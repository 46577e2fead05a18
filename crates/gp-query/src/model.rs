//! Query and answer records.
//!
//! Wire format of a batch:
//!
//! ```json
//! {"queries": [{"cheapest": {"graph": "g0", "start": "a", "end": "e"}},
//!              {"paths": {"graph": "g0", "start": "a", "end": "e"}}]}
//! ```
//!
//! and of the answers:
//!
//! ```json
//! {"answers": [{"cheapest": {"from": "a", "to": "e", "path": ["a", "e"]}},
//!              {"paths": {"from": "a", "to": "e", "paths": [["a", "e"]]}}]}
//! ```
//!
//! A cheapest answer with no path serializes `"path": false`.

use std::collections::BTreeMap;
use std::fmt;

use gp_core::Real;
use serde::{Deserialize, Serialize, Serializer};
use serde_json::Value;

use crate::error::{QueryError, QueryResult};

/// The two supported query kinds.
#[derive(Debug, Clone, Copy, PartialEq, Eq, Hash, Serialize, Deserialize)]
#[serde(rename_all = "lowercase")]
pub enum QueryKind {
    Cheapest,
    Paths,
}

impl QueryKind {
    pub fn parse(s: &str) -> Option<Self> {
        match s {
            "cheapest" => Some(QueryKind::Cheapest),
            "paths" => Some(QueryKind::Paths),
            _ => None,
        }
    }

    pub fn as_str(self) -> &'static str {
        match self {
            QueryKind::Cheapest => "cheapest",
            QueryKind::Paths => "paths",
        }
    }
}

impl fmt::Display for QueryKind {
    fn fmt(&self, f: &mut fmt::Formatter<'_>) -> fmt::Result {
        f.write_str(self.as_str())
    }
}

/// Body of one request: which graph, and the two endpoints.
#[derive(Debug, Clone, PartialEq, Eq, Serialize, Deserialize)]
pub struct QueryTarget {
    pub graph: String,
    pub start: String,
    pub end: String,
}

/// A batch as deserialized, before kind validation.
///
/// Each entry maps kind names to still-undecoded bodies; a valid entry has
/// exactly one key. The kind is checked before its body is decoded.
#[derive(Debug, Clone, Default, Deserialize)]
pub struct RawQueryBatch {
    #[serde(default)]
    pub queries: Option<Vec<BTreeMap<String, Value>>>,
}

/// One validated request.
#[derive(Debug, Clone, PartialEq, Eq)]
pub struct QueryRequest {
    pub kind: QueryKind,
    pub graph: String,
    pub start: String,
    pub end: String,
}

impl QueryRequest {
    pub fn new(
        kind: QueryKind,
        graph: impl Into<String>,
        start: impl Into<String>,
        end: impl Into<String>,
    ) -> Self {
        Self {
            kind,
            graph: graph.into(),
            start: start.into(),
            end: end.into(),
        }
    }
}

/// A validated, non-empty batch of requests.
#[derive(Debug, Clone, PartialEq, Eq)]
pub struct QueryBatch {
    requests: Vec<QueryRequest>,
}

impl QueryBatch {
    pub fn new(requests: Vec<QueryRequest>) -> QueryResult<Self> {
        if requests.is_empty() {
            return Err(QueryError::EmptyBatch);
        }
        Ok(Self { requests })
    }

    pub fn requests(&self) -> &[QueryRequest] {
        &self.requests
    }

    pub fn len(&self) -> usize {
        self.requests.len()
    }

    pub fn is_empty(&self) -> bool {
        self.requests.is_empty()
    }
}

impl TryFrom<RawQueryBatch> for QueryBatch {
    type Error = QueryError;

    fn try_from(raw: RawQueryBatch) -> QueryResult<Self> {
        let entries = raw.queries.unwrap_or_default();
        if entries.is_empty() {
            return Err(QueryError::EmptyBatch);
        }

        let mut requests = Vec::with_capacity(entries.len());
        for (index, entry) in entries.into_iter().enumerate() {
            if entry.len() > 1 {
                return Err(QueryError::MultipleKinds {
                    index,
                    kinds: entry.into_keys().collect(),
                });
            }
            let Some((name, body)) = entry.into_iter().next() else {
                return Err(QueryError::MissingKind { index });
            };
            let kind = QueryKind::parse(&name)
                .ok_or(QueryError::UnknownKind { index, kind: name })?;
            let target: QueryTarget =
                serde_json::from_value(body).map_err(|e| QueryError::InvalidTarget {
                    index,
                    kind,
                    reason: e.to_string(),
                })?;
            requests.push(QueryRequest {
                kind,
                graph: target.graph,
                start: target.start,
                end: target.end,
            });
        }

        QueryBatch::new(requests)
    }
}

/// Answer to a `cheapest` request.
#[derive(Debug, Clone, PartialEq, Serialize)]
pub struct CheapestAnswer {
    pub from: String,
    pub to: String,
    #[serde(serialize_with = "path_or_false")]
    pub path: Option<Vec<String>>,
    /// Total cost of `path`; not part of the wire format.
    #[serde(skip)]
    pub cost: Option<Real>,
}

/// Answer to a `paths` request.
#[derive(Debug, Clone, PartialEq, Serialize)]
pub struct PathsAnswer {
    pub from: String,
    pub to: String,
    pub paths: Vec<Vec<String>>,
}

#[derive(Debug, Clone, PartialEq, Serialize)]
#[serde(rename_all = "lowercase")]
pub enum Answer {
    Cheapest(CheapestAnswer),
    Paths(PathsAnswer),
}

impl Answer {
    pub fn kind(&self) -> QueryKind {
        match self {
            Answer::Cheapest(_) => QueryKind::Cheapest,
            Answer::Paths(_) => QueryKind::Paths,
        }
    }
}

/// Response envelope: answers in request order.
#[derive(Debug, Clone, PartialEq, Serialize)]
pub struct AnswerBatch {
    pub answers: Vec<Answer>,
}

fn path_or_false<S>(path: &Option<Vec<String>>, serializer: S) -> Result<S::Ok, S::Error>
where
    S: Serializer,
{
    match path {
        Some(nodes) => nodes.serialize(serializer),
        None => serializer.serialize_bool(false),
    }
}
//! Envelope conversions between the two protocols.

use serde_json::{Map, Value, json};

use super::{CDP_TUNNEL_CHANNEL, CDP_TUNNEL_METHOD, CHANNEL_FIELD, MAPPER_ENTRY_POINT};
use crate::error::DevToolsError;

/// Wraps a CDP command into a CDP-over-BiDi tunnel command.
///
/// The wrapped command carries the reserved tunnel method and channel and
/// the negated CDP id, so tunneled ids can never collide with ordinary
/// BiDi ids issued by external consumers.
///
/// # Errors
///
/// Returns [`DevToolsError::Unknown`] when the command lacks an integer
/// `id` or a string `method`.
pub fn wrap_cdp_command_in_bidi_command(cdp_command: &Value) -> Result<Value, DevToolsError> {
    let Some(id) = cdp_command.get("id").and_then(Value::as_i64) else {
        return Err(DevToolsError::unknown("CDP command has no 'id' field"));
    };
    let Some(method) = cdp_command.get("method").and_then(Value::as_str) else {
        return Err(DevToolsError::unknown("CDP command has no 'method' field"));
    };

    let mut params = Map::new();
    params.insert("cdpMethod".to_owned(), Value::from(method));
    if let Some(session) = cdp_command.get("sessionId").and_then(Value::as_str) {
        params.insert("cdpSession".to_owned(), Value::from(session));
    }
    if let Some(cdp_params) = cdp_command.get("params").filter(|value| value.is_object()) {
        params.insert("cdpParams".to_owned(), cdp_params.clone());
    }

    let mut command = Map::new();
    command.insert("id".to_owned(), Value::from(-id));
    command.insert("method".to_owned(), Value::from(CDP_TUNNEL_METHOD));
    command.insert(CHANNEL_FIELD.to_owned(), Value::from(CDP_TUNNEL_CHANNEL));
    command.insert("params".to_owned(), Value::Object(params));
    Ok(Value::Object(command))
}

/// Wraps a BiDi command into the `Runtime.evaluate` command that feeds it
/// to the mapper running in `mapper_session_id`.
///
/// # Errors
///
/// Returns [`DevToolsError::Unknown`] when the mapper session id is empty
/// or the BiDi command cannot be serialized.
pub fn wrap_bidi_command_in_cdp_command(
    cdp_command_id: i64,
    bidi_command: &Value,
    mapper_session_id: &str,
) -> Result<Value, DevToolsError> {
    if mapper_session_id.is_empty() {
        return Err(DevToolsError::unknown("mapper session id must not be empty"));
    }
    let serialized = serde_json::to_string(bidi_command)
        .map_err(|error| DevToolsError::unknown(format!("cannot serialize the BiDi command: {error}")))?;
    let argument = serde_json::to_string(&serialized)
        .map_err(|error| DevToolsError::unknown(format!("cannot quote the BiDi command: {error}")))?;
    let expression = format!("{MAPPER_ENTRY_POINT}({argument})");

    Ok(json!({
        "id": cdp_command_id,
        "method": "Runtime.evaluate",
        "params": {"expression": expression},
        "sessionId": mapper_session_id,
    }))
}

#[cfg(test)]
mod tests {
    use rstest::rstest;
    use serde_json::json;

    use super::*;

    #[rstest]
    fn tunnel_command_negates_the_id_and_nests_the_cdp_fields() {
        let cdp = json!({
            "id": 17,
            "method": "DOM.getDocument",
            "params": {"depth": 1},
            "sessionId": "S5"
        });
        let wrapped = wrap_cdp_command_in_bidi_command(&cdp).expect("wrap failed");
        assert_eq!(wrapped["id"], json!(-17));
        assert_eq!(wrapped["method"], json!(CDP_TUNNEL_METHOD));
        assert_eq!(wrapped[CHANNEL_FIELD], json!(CDP_TUNNEL_CHANNEL));
        assert_eq!(wrapped["params"]["cdpMethod"], json!("DOM.getDocument"));
        assert_eq!(wrapped["params"]["cdpSession"], json!("S5"));
        assert_eq!(wrapped["params"]["cdpParams"], json!({"depth": 1}));
    }

    #[rstest]
    fn tunnel_command_requires_id_and_method() {
        assert!(wrap_cdp_command_in_bidi_command(&json!({"method": "m"})).is_err());
        assert!(wrap_cdp_command_in_bidi_command(&json!({"id": 1})).is_err());
    }

    #[rstest]
    fn mapper_command_embeds_the_bidi_command_as_a_string_literal() {
        let bidi = json!({"id": 5, "method": "session.status", "params": {}});
        let wrapped =
            wrap_bidi_command_in_cdp_command(90, &bidi, "mapper_session").expect("wrap failed");
        assert_eq!(wrapped["id"], json!(90));
        assert_eq!(wrapped["method"], json!("Runtime.evaluate"));
        assert_eq!(wrapped["sessionId"], json!("mapper_session"));

        let expression = wrapped["params"]["expression"]
            .as_str()
            .expect("expression missing");
        let inner = expression
            .strip_prefix("onBidiMessage(")
            .and_then(|rest| rest.strip_suffix(')'))
            .expect("expression shape");
        let quoted: String = serde_json::from_str(inner).expect("argument is a string literal");
        let recovered: serde_json::Value =
            serde_json::from_str(&quoted).expect("argument holds a BiDi command");
        assert_eq!(recovered, bidi);
    }

    #[rstest]
    fn mapper_command_rejects_an_empty_session() {
        let bidi = json!({"id": 5, "method": "session.status"});
        assert!(wrap_bidi_command_in_cdp_command(90, &bidi, "").is_err());
    }
}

========

_Requirement_: Find the line that contains "assert_eq!(recovered, bidi);". Write out that line and every line after it through the end of the data, exactly, and nothing else.

_Task answer_:
        assert_eq!(recovered, bidi);
    }

    #[rstest]
    fn mapper_command_rejects_an_empty_session() {
        let bidi = json!({"id": 5, "method": "session.status"});
        assert!(wrap_bidi_command_in_cdp_command(90, &bidi, "").is_err());
    }
}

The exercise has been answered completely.